(SUPPLIED DATA):
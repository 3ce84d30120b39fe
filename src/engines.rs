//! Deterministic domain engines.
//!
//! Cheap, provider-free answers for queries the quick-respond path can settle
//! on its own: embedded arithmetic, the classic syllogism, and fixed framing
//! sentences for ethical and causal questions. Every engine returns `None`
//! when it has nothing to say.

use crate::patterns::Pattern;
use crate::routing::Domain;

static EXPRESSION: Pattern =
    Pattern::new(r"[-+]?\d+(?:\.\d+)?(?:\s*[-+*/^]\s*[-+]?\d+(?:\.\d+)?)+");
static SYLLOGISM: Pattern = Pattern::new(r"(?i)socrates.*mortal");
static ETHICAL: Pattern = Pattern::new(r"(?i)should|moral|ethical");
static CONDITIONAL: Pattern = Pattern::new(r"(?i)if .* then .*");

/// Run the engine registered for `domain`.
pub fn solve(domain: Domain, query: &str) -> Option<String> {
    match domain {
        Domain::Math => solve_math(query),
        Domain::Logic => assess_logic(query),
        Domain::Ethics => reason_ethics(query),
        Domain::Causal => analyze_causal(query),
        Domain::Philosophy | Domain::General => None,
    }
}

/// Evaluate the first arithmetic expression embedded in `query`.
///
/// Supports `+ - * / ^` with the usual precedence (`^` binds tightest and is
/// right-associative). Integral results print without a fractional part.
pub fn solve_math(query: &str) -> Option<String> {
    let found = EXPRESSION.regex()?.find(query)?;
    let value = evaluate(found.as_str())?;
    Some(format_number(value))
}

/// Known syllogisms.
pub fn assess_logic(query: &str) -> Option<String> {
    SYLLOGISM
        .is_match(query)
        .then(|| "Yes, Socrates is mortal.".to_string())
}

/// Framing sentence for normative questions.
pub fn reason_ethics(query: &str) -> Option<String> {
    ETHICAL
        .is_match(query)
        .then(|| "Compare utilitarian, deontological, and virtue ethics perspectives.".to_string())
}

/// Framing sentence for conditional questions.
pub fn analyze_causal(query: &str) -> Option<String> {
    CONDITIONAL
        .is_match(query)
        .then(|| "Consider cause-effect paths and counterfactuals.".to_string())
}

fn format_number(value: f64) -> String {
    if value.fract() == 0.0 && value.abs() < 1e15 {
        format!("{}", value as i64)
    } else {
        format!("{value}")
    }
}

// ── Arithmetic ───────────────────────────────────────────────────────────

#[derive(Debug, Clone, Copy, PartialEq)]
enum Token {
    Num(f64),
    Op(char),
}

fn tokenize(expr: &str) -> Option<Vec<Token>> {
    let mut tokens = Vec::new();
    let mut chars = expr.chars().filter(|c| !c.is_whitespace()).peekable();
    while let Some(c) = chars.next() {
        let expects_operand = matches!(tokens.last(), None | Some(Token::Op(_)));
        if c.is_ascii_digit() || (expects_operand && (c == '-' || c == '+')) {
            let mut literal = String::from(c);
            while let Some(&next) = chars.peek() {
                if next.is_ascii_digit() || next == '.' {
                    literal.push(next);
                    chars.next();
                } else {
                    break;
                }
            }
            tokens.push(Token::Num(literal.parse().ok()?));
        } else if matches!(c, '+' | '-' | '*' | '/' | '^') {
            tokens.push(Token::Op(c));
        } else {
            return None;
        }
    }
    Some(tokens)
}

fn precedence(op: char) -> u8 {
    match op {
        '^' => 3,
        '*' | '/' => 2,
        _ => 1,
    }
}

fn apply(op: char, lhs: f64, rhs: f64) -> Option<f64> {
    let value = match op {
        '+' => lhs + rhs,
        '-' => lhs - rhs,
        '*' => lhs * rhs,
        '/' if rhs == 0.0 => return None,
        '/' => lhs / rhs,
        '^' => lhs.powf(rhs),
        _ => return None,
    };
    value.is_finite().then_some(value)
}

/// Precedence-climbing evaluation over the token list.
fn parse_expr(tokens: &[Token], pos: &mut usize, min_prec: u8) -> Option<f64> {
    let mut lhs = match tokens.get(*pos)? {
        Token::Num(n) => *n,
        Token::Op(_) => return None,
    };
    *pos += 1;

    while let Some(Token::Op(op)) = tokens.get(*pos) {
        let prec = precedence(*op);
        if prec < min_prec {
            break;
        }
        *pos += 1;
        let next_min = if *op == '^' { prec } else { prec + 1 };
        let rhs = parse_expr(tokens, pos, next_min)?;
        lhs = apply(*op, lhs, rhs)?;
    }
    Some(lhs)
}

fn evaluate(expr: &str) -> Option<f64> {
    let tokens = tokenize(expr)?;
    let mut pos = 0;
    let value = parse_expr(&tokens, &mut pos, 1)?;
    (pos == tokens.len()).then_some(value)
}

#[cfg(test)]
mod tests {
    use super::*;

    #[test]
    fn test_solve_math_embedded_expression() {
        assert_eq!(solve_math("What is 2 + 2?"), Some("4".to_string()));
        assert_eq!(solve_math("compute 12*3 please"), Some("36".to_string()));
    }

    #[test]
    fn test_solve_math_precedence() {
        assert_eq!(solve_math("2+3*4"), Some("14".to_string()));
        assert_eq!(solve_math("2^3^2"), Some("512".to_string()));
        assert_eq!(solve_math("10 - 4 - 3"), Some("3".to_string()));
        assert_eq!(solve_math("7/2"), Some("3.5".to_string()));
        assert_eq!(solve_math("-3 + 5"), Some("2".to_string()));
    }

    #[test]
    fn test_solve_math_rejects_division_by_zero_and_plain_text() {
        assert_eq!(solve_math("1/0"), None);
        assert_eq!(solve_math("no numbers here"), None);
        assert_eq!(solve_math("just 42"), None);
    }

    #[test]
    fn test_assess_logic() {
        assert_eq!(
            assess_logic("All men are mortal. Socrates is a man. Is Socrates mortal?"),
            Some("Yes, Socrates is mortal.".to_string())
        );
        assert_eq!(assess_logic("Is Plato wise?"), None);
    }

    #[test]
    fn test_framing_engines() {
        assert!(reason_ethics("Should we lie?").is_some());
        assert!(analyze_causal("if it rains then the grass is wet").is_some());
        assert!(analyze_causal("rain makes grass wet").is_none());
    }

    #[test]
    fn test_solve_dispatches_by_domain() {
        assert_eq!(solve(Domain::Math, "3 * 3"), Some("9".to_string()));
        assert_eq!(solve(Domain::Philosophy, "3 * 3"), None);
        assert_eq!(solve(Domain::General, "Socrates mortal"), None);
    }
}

(PROBLEM DETAILS): Quote the entire listing above exactly.

(REPLY TO THE EXERCISE):
repository 3ce84d30120b39fe
filename src/engines.rs
//! Deterministic domain engines.
//!
//! Cheap, provider-free answers for queries the quick-respond path can settle
//! on its own: embedded arithmetic, the classic syllogism, and fixed framing
//! sentences for ethical and causal questions. Every engine returns `None`
//! when it has nothing to say.

use crate::patterns::Pattern;
use crate::routing::Domain;

static EXPRESSION: Pattern =
    Pattern::new(r"[-+]?\d+(?:\.\d+)?(?:\s*[-+*/^]\s*[-+]?\d+(?:\.\d+)?)+");
static SYLLOGISM: Pattern = Pattern::new(r"(?i)socrates.*mortal");
static ETHICAL: Pattern = Pattern::new(r"(?i)should|moral|ethical");
static CONDITIONAL: Pattern = Pattern::new(r"(?i)if .* then .*");

/// Run the engine registered for `domain`.
pub fn solve(domain: Domain, query: &str) -> Option<String> {
    match domain {
        Domain::Math => solve_math(query),
        Domain::Logic => assess_logic(query),
        Domain::Ethics => reason_ethics(query),
        Domain::Causal => analyze_causal(query),
        Domain::Philosophy | Domain::General => None,
    }
}

/// Evaluate the first arithmetic expression embedded in `query`.
///
/// Supports `+ - * / ^` with the usual precedence (`^` binds tightest and is
/// right-associative). Integral results print without a fractional part.
pub fn solve_math(query: &str) -> Option<String> {
    let found = EXPRESSION.regex()?.find(query)?;
    let value = evaluate(found.as_str())?;
    Some(format_number(value))
}

/// Known syllogisms.
pub fn assess_logic(query: &str) -> Option<String> {
    SYLLOGISM
        .is_match(query)
        .then(|| "Yes, Socrates is mortal.".to_string())
}

/// Framing sentence for normative questions.
pub fn reason_ethics(query: &str) -> Option<String> {
    ETHICAL
        .is_match(query)
        .then(|| "Compare utilitarian, deontological, and virtue ethics perspectives.".to_string())
}

/// Framing sentence for conditional questions.
pub fn analyze_causal(query: &str) -> Option<String> {
    CONDITIONAL
        .is_match(query)
        .then(|| "Consider cause-effect paths and counterfactuals.".to_string())
}

fn format_number(value: f64) -> String {
    if value.fract() == 0.0 && value.abs() < 1e15 {
        format!("{}", value as i64)
    } else {
        format!("{value}")
    }
}

// ── Arithmetic ───────────────────────────────────────────────────────────

#[derive(Debug, Clone, Copy, PartialEq)]
enum Token {
    Num(f64),
    Op(char),
}

fn tokenize(expr: &str) -> Option<Vec<Token>> {
    let mut tokens = Vec::new();
    let mut chars = expr.chars().filter(|c| !c.is_whitespace()).peekable();
    while let Some(c) = chars.next() {
        let expects_operand = matches!(tokens.last(), None | Some(Token::Op(_)));
        if c.is_ascii_digit() || (expects_operand && (c == '-' || c == '+')) {
            let mut literal = String::from(c);
            while let Some(&next) = chars.peek() {
                if next.is_ascii_digit() || next == '.' {
                    literal.push(next);
                    chars.next();
                } else {
                    break;
                }
            }
            tokens.push(Token::Num(literal.parse().ok()?));
        } else if matches!(c, '+' | '-' | '*' | '/' | '^') {
            tokens.push(Token::Op(c));
        } else {
            return None;
        }
    }
    Some(tokens)
}

fn precedence(op: char) -> u8 {
    match op {
        '^' => 3,
        '*' | '/' => 2,
        _ => 1,
    }
}

fn apply(op: char, lhs: f64, rhs: f64) -> Option<f64> {
    let value = match op {
        '+' => lhs + rhs,
        '-' => lhs - rhs,
        '*' => lhs * rhs,
        '/' if rhs == 0.0 => return None,
        '/' => lhs / rhs,
        '^' => lhs.powf(rhs),
        _ => return None,
    };
    value.is_finite().then_some(value)
}

/// Precedence-climbing evaluation over the token list.
fn parse_expr(tokens: &[Token], pos: &mut usize, min_prec: u8) -> Option<f64> {
    let mut lhs = match tokens.get(*pos)? {
        Token::Num(n) => *n,
        Token::Op(_) => return None,
    };
    *pos += 1;

    while let Some(Token::Op(op)) = tokens.get(*pos) {
        let prec = precedence(*op);
        if prec < min_prec {
            break;
        }
        *pos += 1;
        let next_min = if *op == '^' { prec } else { prec + 1 };
        let rhs = parse_expr(tokens, pos, next_min)?;
        lhs = apply(*op, lhs, rhs)?;
    }
    Some(lhs)
}

fn evaluate(expr: &str) -> Option<f64> {
    let tokens = tokenize(expr)?;
    let mut pos = 0;
    let value = parse_expr(&tokens, &mut pos, 1)?;
    (pos == tokens.len()).then_some(value)
}

#[cfg(test)]
mod tests {
    use super::*;

    #[test]
    fn test_solve_math_embedded_expression() {
        assert_eq!(solve_math("What is 2 + 2?"), Some("4".to_string()));
        assert_eq!(solve_math("compute 12*3 please"), Some("36".to_string()));
    }

    #[test]
    fn test_solve_math_precedence() {
        assert_eq!(solve_math("2+3*4"), Some("14".to_string()));
        assert_eq!(solve_math("2^3^2"), Some("512".to_string()));
        assert_eq!(solve_math("10 - 4 - 3"), Some("3".to_string()));
        assert_eq!(solve_math("7/2"), Some("3.5".to_string()));
        assert_eq!(solve_math("-3 + 5"), Some("2".to_string()));
    }

    #[test]
    fn test_solve_math_rejects_division_by_zero_and_plain_text() {
        assert_eq!(solve_math("1/0"), None);
        assert_eq!(solve_math("no numbers here"), None);
        assert_eq!(solve_math("just 42"), None);
    }

    #[test]
    fn test_assess_logic() {
        assert_eq!(
            assess_logic("All men are mortal. Socrates is a man. Is Socrates mortal?"),
            Some("Yes, Socrates is mortal.".to_string())
        );
        assert_eq!(assess_logic("Is Plato wise?"), None);
    }

    #[test]
    fn test_framing_engines() {
        assert!(reason_ethics("Should we lie?").is_some());
        assert!(analyze_causal("if it rains then the grass is wet").is_some());
        assert!(analyze_causal("rain makes grass wet").is_none());
    }

    #[test]
    fn test_solve_dispatches_by_domain() {
        assert_eq!(solve(Domain::Math, "3 * 3"), Some("9".to_string()));
        assert_eq!(solve(Domain::Philosophy, "3 * 3"), None);
        assert_eq!(solve(Domain::General, "Socrates mortal"), None);
    }
}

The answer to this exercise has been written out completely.